Seperti terlihat di bawah, pola belanja konsumtif konsumtivisme juga nampak di penghujung bulan Ramadhan. Tak terkecuali yang dilakukan oleh para pemudik.
Puasa menekan virus corona
Bukan kebetulan bahwa pandemi virus corona memasuki, bahkan melewati bulan puasa, Ramadhan 1441 H. Secara tidak langsung, pelaksanaan ibadah puasa bisa menekan penyebarannya. Efek dan dampak covid 19 pun bisa dikendalikan.

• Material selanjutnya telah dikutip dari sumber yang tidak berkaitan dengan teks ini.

pub mod builder;
pub mod context;
pub mod service;

#[cfg(test)]
mod testing;

pub use builder::PromptBuilder;
pub use context::ContextCollector;
pub use service::ResponseService;
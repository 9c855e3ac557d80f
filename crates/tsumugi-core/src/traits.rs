use async_trait::async_trait;

use crate::error::Result;
use crate::types::{GenerationParams, GenerationResult, InboundMessage};

/// Read access to the platform's message graph.
#[async_trait]
pub trait MessageLookup: Send + Sync {
    /// Returns `Ok(None)` when the message is gone or not visible to the bot.
    async fn fetch_message(&self, channel_id: u64, message_id: u64)
        -> Result<Option<InboundMessage>>;

    /// Up to `limit` most recent messages of a thread, in any order.
    async fn fetch_thread_history(&self, thread_id: u64, limit: usize)
        -> Result<Vec<InboundMessage>>;
}

#[async_trait]
pub trait ReplySink: Send + Sync {
    async fn send_message(&self, channel_id: u64, text: &str) -> Result<()>;
}

/// A generative model reachable with one call per prompt.
///
/// Implementations never return an error: every failure is folded into
/// [`GenerationResult::Failure`] so a broken backend cannot take down the
/// message loop.
#[async_trait]
pub trait GenerationBackend: Send + Sync {
    async fn generate(&self, prompt: &str, params: &GenerationParams) -> GenerationResult;

    fn model_id(&self) -> &str;
}

/// Turns a message into reply text; an empty string means "do not reply".
#[async_trait]
pub trait Responder: Send + Sync {
    async fn get_response(&self, target: &InboundMessage) -> String;
}
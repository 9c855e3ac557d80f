use std::path::PathBuf;
use std::sync::Arc;

use anyhow::Result;
use tracing_subscriber::EnvFilter;
use tsumugi_core::load_config;
use tsumugi_gateway_discord::{start_discord_bot, DiscordApi, MessageRouter};
use tsumugi_prompt::ResponseService;

const DEFAULT_CONFIG_PATH: &str = "tsumugi.toml";

fn config_path() -> PathBuf {
    std::env::args()
        .nth(1)
        .or_else(|| std::env::var("TSUMUGI_CONFIG").ok())
        .unwrap_or_else(|| DEFAULT_CONFIG_PATH.to_string())
        .into()
}

#[tokio::main]
async fn main() -> Result<()> {
    tracing_subscriber::fmt()
        .with_env_filter(
            EnvFilter::try_from_default_env().unwrap_or_else(|_| EnvFilter::new("info")),
        )
        .init();
    tracing::info!(
        "Tsumugi {} (commit {}) starting...",
        env!("CARGO_PKG_VERSION"),
        option_env!("TSUMUGI_GIT_COMMIT").unwrap_or("unknown")
    );

    let path = config_path();
    let mut config = load_config(&path)?;
    config.apply_env_overrides();

    let token = match config.discord.validated_token() {
        Ok(token) => token.to_string(),
        Err(e) => {
            tracing::error!("{e}. Please update the configuration. Bot will not start.");
            return Err(e.into());
        }
    };

    let api = Arc::new(DiscordApi::new(&token));
    let responder = Arc::new(ResponseService::from_config(&config, api.clone()));
    let router = Arc::new(MessageRouter::new(
        responder,
        config.discord.allowed_channels.clone(),
        config.discord.max_reply_chars,
    ));

    start_discord_bot(&token, router, api).await?;
    tracing::info!("Shutting down...");
    Ok(())
}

Puasa hubungannya dengan iman, keimanan. Namun dengan berpuasa, imun dan imunitas tubuh bisa terjaga. Sudah menjadi keyakinan umat Islam, bahwa puasa itu menyehatkan. Puasa bisa membantu tumbuhnya imunitas dan tingkat kesehatan tubuh. Itu karena selama puasa, pola makan terjaga.
Untuk tetap sehat, tidak perlu menempuh cara menunda puasa. Jutseru jika memungkinkan, ikhtiar untuk tetap sehat dengan cara meningkatkan kualitas puasanya, sebagaimana jenis dan tingkatan puasa orang-orang ini.
Sementara itu, aktifitas ibadah selama bulan puasa juga disiapkan untuk bisa ikut meredam penyebaran virus corona ini. Tarawih di Rumah, misalnya. Ini tidak mengurangi nilai dan pahala kesunnahan shalat tarawih. Sungguhpun tidak dilaksanakan di Masjid atau Musholla, ikhtiar batin melalui I’tikaf di Rumah juga dilaksanakan untuk maksud tersebut.
Viurs Corona menekan konsumtivisme
Pola hidup konsumtif biasanya menonjol selama bulan Ramadhan. Ramainya pusat-pusat perbelanjaan mengalahkan ramainya masjid dan Musholla. Itu terutama di 10 hari terakhir bulan Ramadhan. Pola konsumtivisme terfokus ke persiapan Perayaan Idul Fitri.
Mungkin karena masih ada yang menganggap perayaan Idul Fitri sebagai “Pesta Kemenangan”. Lalu, semuanya, semua jenis barang-barang belanjaan, dibeli dan diborong secara konsumtif, difokuskan menuju palaksanaan pesta tersebut.
Meski demikian, harus diakui bahwa virus corona justeru mampu menjadi pengendali pola belanja konsumtif dan gaya hidup konsumtivisme. Juga mampu menekan sedemikian rupa ideologi konsumtivisme. Itu sebabnya saya sampaikan, ada gejala memudarnya pola konsumtivisme.
Yang nampak kemudian adalah terjadinya krisis di banyak sektor; sosial, ekonomi dan produksi. Sampai-sampai peemrintah harus mengeluarkan beberapa kebijakan seperti BLT Dana Desa, penambahan Bantuan Langsung Tunai, menggratiskan biaya langganan listrik, dan kebijakan lainnya.
Pada akhirnya, kita boleh kiranya mempertimbangkan untuk menyampaikan terima kasih kepada virus corona, juga puasa Ramadhan. Keduanya telah mampu menekan pola dan gaya hidup konsumtif konsumtivisme. Sebuah pola hidup yang kadang sarat dengan ketidakadilan. Demikian semoga bermanfaat.